少し静かになった図書室で声を上げたのは高尾だった。その声に皆が頷くけれど、その中でたった一人西条さんだけが顔を青くしていた。私を仕留め損なってそろそろ焦ってきているのだろうか。高尾がわざとらしく西条さんに話しかければ少し焦ったように目を泳がせて、どう見ても演技にしか見えない涙を浮かべた。隣でうっわ、と引いた声を上げた一哉に対し、宮地さんが正反対の声を上げる。宮地さんの言葉に対して、今度は健太郎が隣でうわ、と声を上げる。
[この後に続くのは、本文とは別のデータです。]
//! Order status change handling
//!
//! Applies the integration rules when an order changes status: subscribe the
//! customer to every configured form, tag or sequence, then forward the
//! purchase data.

use super::subscriber::build_subscriber;
use crate::adapters::kit::KitApi;
use crate::adapters::woocommerce::OrderStore;
use crate::config::schema::IntegrationConfig;
use crate::core::purchase::{PurchaseSender, SendOutcome};
use crate::core::resources::ResourceCache;
use crate::domain::ids::OrderId;
use crate::domain::order::Order;
use crate::domain::subscription::Subscription;
use crate::domain::Result;
use std::sync::Arc;

/// What handling one status change did
#[derive(Debug, Clone, PartialEq, Eq)]
pub struct EventReport {
    pub order_id: OrderId,
    /// Resources the customer was added to
    pub subscribed: Vec<Subscription>,
    /// Per-resource failures; the remaining resources were still attempted
    pub subscribe_errors: Vec<String>,
    /// Set when purchase data was considered
    pub purchase: Option<SendOutcome>,
    /// Why a step was skipped
    pub skipped: Vec<String>,
}

impl EventReport {
    fn new(order_id: OrderId) -> Self {
        Self {
            order_id,
            subscribed: Vec::new(),
            subscribe_errors: Vec::new(),
            purchase: None,
            skipped: Vec::new(),
        }
    }

    fn skip(&mut self, reason: impl Into<String>) {
        let reason = reason.into();
        tracing::info!(order_id = %self.order_id, reason = %reason, "Skipped");
        self.skipped.push(reason);
    }

    pub fn is_successful(&self) -> bool {
        self.subscribe_errors.is_empty()
    }
}

fn label(subscription: Subscription) -> &'static str {
    match subscription {
        Subscription::Form(_) => "Form",
        Subscription::Tag(_) => "Tag",
        Subscription::Sequence(_) => "Sequence",
    }
}

/// `wc-processing` and `Processing` both mean `processing`
fn normalize_status(status: &str) -> String {
    let status = status.trim().to_ascii_lowercase();
    status
        .strip_prefix("wc-")
        .map(str::to_string)
        .unwrap_or(status)
}

pub struct OrderEventHandler {
    config: IntegrationConfig,
    store: Arc<dyn OrderStore>,
    kit: Arc<dyn KitApi>,
    resources: Arc<ResourceCache>,
    purchases: Arc<PurchaseSender>,
    dry_run: bool,
}

impl OrderEventHandler {
    pub fn new(
        config: IntegrationConfig,
        store: Arc<dyn OrderStore>,
        kit: Arc<dyn KitApi>,
        resources: Arc<ResourceCache>,
        purchases: Arc<PurchaseSender>,
    ) -> Self {
        Self {
            config,
            store,
            kit,
            resources,
            purchases,
            dry_run: false,
        }
    }

    pub fn dry_run(mut self, dry_run: bool) -> Self {
        self.dry_run = dry_run;
        self
    }

    /// Applies the integration rules for `order_id` entering `new_status`
    ///
    /// Does nothing when the integration is disabled.
    ///
    /// # Errors
    ///
    /// Returns an error if the order cannot be loaded, the subscriber cannot
    /// be created, or the purchase cannot be sent. Failing to add the
    /// subscriber to one resource is recorded in the report instead.
    pub async fn handle(&self, order_id: OrderId, new_status: &str) -> Result<EventReport> {
        let mut report = EventReport::new(order_id);

        if !self.config.enabled {
            report.skip("integration is disabled");
            return Ok(report);
        }

        let status = normalize_status(new_status);
        let subscribes = status == self.config.event;
        let sends_purchase =
            self.config.send_purchases && status == self.config.send_purchases_event;

        if !subscribes && !sends_purchase {
            report.skip(format!("no rule for status '{status}'"));
            return Ok(report);
        }

        let order = self.store.get_order(order_id).await?;

        if subscribes {
            self.subscribe(&order, &mut report).await?;
        }

        if sends_purchase {
            report.purchase = Some(self.purchases.send_order(&order).await?);
        }

        Ok(report)
    }

    async fn subscribe(&self, order: &Order, report: &mut EventReport) -> Result<()> {
        if self.config.display_opt_in && order.opted_in != Some(true) {
            report.skip("customer did not opt in");
            return Ok(());
        }

        let Some(email) = order.email() else {
            report.skip("order has no billing email address");
            return Ok(());
        };

        let (subscriptions, lookup_errors) = self.collect_subscriptions(order).await;
        if !self.dry_run {
            for error in &lookup_errors {
                self.note(order.id, &format!("[Kit] Subscribe Error: {error}"))
                    .await;
            }
        }
        report.subscribe_errors.extend(lookup_errors);

        if subscriptions.is_empty() {
            report.skip("no subscription configured for this order");
            return Ok(());
        }

        if self.dry_run {
            let names: Vec<String> = subscriptions.iter().map(ToString::to_string).collect();
            report.skip(format!("dry run: would subscribe to {}", names.join(", ")));
            return Ok(());
        }

        let subscriber = build_subscriber(
            order,
            email,
            self.config.name_format,
            &self.config.custom_fields,
        );
        let subscriber_id = self.kit.upsert_subscriber(&subscriber).await?;
        tracing::debug!(order_id = %order.id, subscriber_id = subscriber_id, "Subscriber upserted");

        for subscription in subscriptions {
            let resource_name = match self.resources.resolve(subscription).await {
                Ok(Some(resource)) => resource.name,
                Ok(None) => {
                    let error = format!("{subscription}: no such {} in Kit", label(subscription));
                    self.note(order.id, &format!("[Kit] Subscribe Error: {error}"))
                        .await;
                    report.subscribe_errors.push(error);
                    continue;
                }
                Err(e) => {
                    tracing::warn!(error = %e, "Could not resolve resource name");
                    format!("#{}", subscription.resource_id())
                }
            };

            match self.kit.subscribe(subscription, email).await {
                Ok(()) => {
                    self.note(
                        order.id,
                        &format!(
                            "[Kit] Customer subscribed to the {}: {} [{}]",
                            label(subscription),
                            resource_name,
                            subscription.resource_id()
                        ),
                    )
                    .await;
                    report.subscribed.push(subscription);
                }
                Err(e) => {
                    self.note(order.id, &format!("[Kit] Subscribe Error: {e}"))
                        .await;
                    report.subscribe_errors.push(format!("{subscription}: {e}"));
                }
            }
        }

        Ok(())
    }

    /// Integration default, then product, then coupon subscriptions, without
    /// duplicates, along with the lookups that failed
    async fn collect_subscriptions(&self, order: &Order) -> (Vec<Subscription>, Vec<String>) {
        let mut errors = Vec::new();
        let mut subscriptions: Vec<Subscription> =
            self.config.default_subscription().into_iter().collect();
        let mut push = |subscription: Subscription| {
            if !subscriptions.contains(&subscription) {
                subscriptions.push(subscription);
            }
        };

        for product_id in order.line_items.iter().filter_map(|item| item.product_id) {
            match self.store.product_subscription(product_id).await {
                Ok(Some(subscription)) => push(subscription),
                Ok(None) => {}
                Err(e) => {
                    tracing::warn!(
                        product_id = %product_id,
                        error = %e,
                        "Product subscription lookup failed"
                    );
                    errors.push(format!("Product #{product_id}: {e}"));
                }
            }
        }

        for code in &order.coupon_codes {
            match self.store.coupon_subscription(code).await {
                Ok(Some(subscription)) => push(subscription),
                Ok(None) => {}
                Err(e) => {
                    tracing::warn!(coupon = %code, error = %e, "Coupon subscription lookup failed");
                    errors.push(format!("Coupon {code}: {e}"));
                }
            }
        }

        (subscriptions, errors)
    }

    async fn note(&self, order_id: OrderId, note: &str) {
        if let Err(e) = self.store.add_order_note(order_id, note).await {
            tracing::warn!(order_id = %order_id, error = %e, "Failed to add order note");
        }
    }
}
//! Kit API credentials
//!
//! Kit accepts either an OAuth token pair or, for legacy accounts, an API key
//! and secret. Both are one [`Credential`] so request code has a single path.

use crate::adapters::database::traits::{
    StateStorage, SETTING_ACCESS_TOKEN, SETTING_REFRESH_TOKEN,
};
use crate::config::schema::{KitAuthType, KitConfig};
use crate::config::{secret_string, SecretString};
use crate::domain::{KitSyncError, Result};
use secrecy::ExposeSecret;

/// Authentication material for Kit requests
#[derive(Debug, Clone)]
pub enum Credential {
    /// Bearer token pair; the only variant that can be refreshed
    OAuth {
        client_id: String,
        access_token: SecretString,
        refresh_token: SecretString,
    },
    /// Legacy key and secret, sent as `api_key` / `api_secret` query parameters
    ApiKey {
        api_key: SecretString,
        api_secret: Option<SecretString>,
    },
}

impl Credential {
    /// Builds the credential described by the `[kit]` section
    ///
    /// # Errors
    ///
    /// Returns a configuration error if the selected mode is missing a value
    pub fn from_config(config: &KitConfig) -> Result<Self> {
        let missing =
            |field: &str| KitSyncError::Configuration(format!("kit.{field} is required"));

        match config.auth_type {
            KitAuthType::OAuth => Ok(Credential::OAuth {
                client_id: config.client_id.clone().ok_or_else(|| missing("client_id"))?,
                access_token: config
                    .access_token
                    .clone()
                    .ok_or_else(|| missing("access_token"))?,
                refresh_token: config
                    .refresh_token
                    .clone()
                    .ok_or_else(|| missing("refresh_token"))?,
            }),
            KitAuthType::ApiKey => Ok(Credential::ApiKey {
                api_key: config.api_key.clone().ok_or_else(|| missing("api_key"))?,
                api_secret: config.api_secret.clone(),
            }),
        }
    }

    /// Replaces configured OAuth tokens with the ones saved by a previous refresh
    ///
    /// Refresh tokens are single-use, so once a refresh happened the configured
    /// pair is stale and only the stored pair is valid.
    pub async fn with_stored_tokens(self, storage: &dyn StateStorage) -> Result<Self> {
        match self {
            Credential::OAuth {
                client_id,
                access_token,
                refresh_token,
            } => {
                let stored_access = storage.load_setting(SETTING_ACCESS_TOKEN).await?;
                let stored_refresh = storage.load_setting(SETTING_REFRESH_TOKEN).await?;

                match (stored_access, stored_refresh) {
                    (Some(access), Some(refresh)) => {
                        tracing::debug!("Using Kit tokens saved by a previous refresh");
                        Ok(Credential::OAuth {
                            client_id,
                            access_token: secret_string(access),
                            refresh_token: secret_string(refresh),
                        })
                    }
                    _ => Ok(Credential::OAuth {
                        client_id,
                        access_token,
                        refresh_token,
                    }),
                }
            }
            api_key => Ok(api_key),
        }
    }

    pub fn can_refresh(&self) -> bool {
        matches!(self, Credential::OAuth { .. })
    }

    /// Value of the `Authorization` header, if this credential uses one
    pub fn bearer(&self) -> Option<String> {
        match self {
            Credential::OAuth { access_token, .. } => Some(format!(
                "Bearer {}",
                access_token.expose_secret().as_ref()
            )),
            Credential::ApiKey { .. } => None,
        }
    }

    /// Query parameters carrying the credential, if this credential uses them
    pub fn query_params(&self) -> Vec<(&'static str, String)> {
        match self {
            Credential::OAuth { .. } => Vec::new(),
            Credential::ApiKey {
                api_key,
                api_secret,
            } => {
                let mut params = vec![("api_key", api_key.expose_secret().as_ref().to_string())];
                if let Some(secret) = api_secret {
                    params.push(("api_secret", secret.expose_secret().as_ref().to_string()));
                }
                params
            }
        }
    }
}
嫌になる気持ちは分かるんだけどそんな露骨に声出さなくても。とは思うが、まあ気持ちは分からないでもない。誠凛と一緒に来なければこんな青春ごっこを見なくて済むだろうと思っていた私が浅はかだったのだ。まさか、秀徳と一緒に探索に来てこんな青春ごっこを見せられるなんて。誰にも見えないように小さくため息をついていると、話題に困ったのか何なのか高尾が私に話を振ってくる。この状況で、しかもその話題を私に振ってくるのかと苛立つ心をそのままに高尾を睨めば「あ、はは…」と乾いた笑いで返ってくる。後で覚えとけよ、と視線で訴えて口を開く。

「別に。物理攻撃が効くなら怖くないよ」
「そんな武力行使みたいな」
「ゴリラかよ」
「死ね一哉」
「こわーい!とかないんすか?」
「あったらどうすんのよ」
「え、ビビります」
「お前も死ね」
「ちょ、辛辣!」

私の返事に引き攣った笑いを浮かべる高尾の隣で口を開いた一哉に冷たく返せば、今度は高尾がニヤニヤと笑いながら口を開く。答えの分かっている質問を敢えてしてくる高尾にも一哉と同じように返事をすればゲラゲラと笑い始める。死ねって言われて喜ぶのほんとにお前らだけだからな。最早、一周まわって呆れてしまう。はあ、と大袈裟にため息をつけば健太郎が私の隣で小さく笑う。

「なに」
「ため息多いね」
「そりゃため息もつきたくなるでしょ」
「まあでも、そろそろ終わりだろうし頑張ろうよ」
「…頑張るって言葉がこんなに健太郎に似合わないとは思わなかったわ」
「だろうね。俺も今言ってて思った」

ゲラゲラ笑う一哉と高尾から視線を外して健太郎を見る。二人でゆるゆると会話をしているとどんどん力が抜けてくる。へらりと笑って返せば「そうやって笑ってなよ。さっきまですごい顔してたよ」なんて言われる。すごい顔ってどんな顔だよ、と思いながらも健太郎なりに気を使ってくれたのかと思うと嬉しいような、恥ずかしいようなで頬が緩んだ。

「ありがと」
「何が?」
「ううん。何でもない」
「なーにイチャついてんの」
「一哉には関係ない」
「えー!じゃあ俺には教えてくれます?」
「高尾も関係ない」
「「えー!ひどーい!」」
「うっさい」

健太郎の肩を軽く叩いてお礼を言えばキョトンとした顔で返される。ほんと、こういう所がいい男だよね。知らないフリをしてくれているのに態々理由を言う必要もないだろう、と首を横に振れば健太郎がまた小さく笑った。二人でこそこそ話しているのが気になった一哉と高尾が絡んでくる。しっしっ、と手で追い払うようにすれば二人してぶうぶうと文句を言い始める。それにしても、アンタ達いつもの間にそんなに仲良くなったの。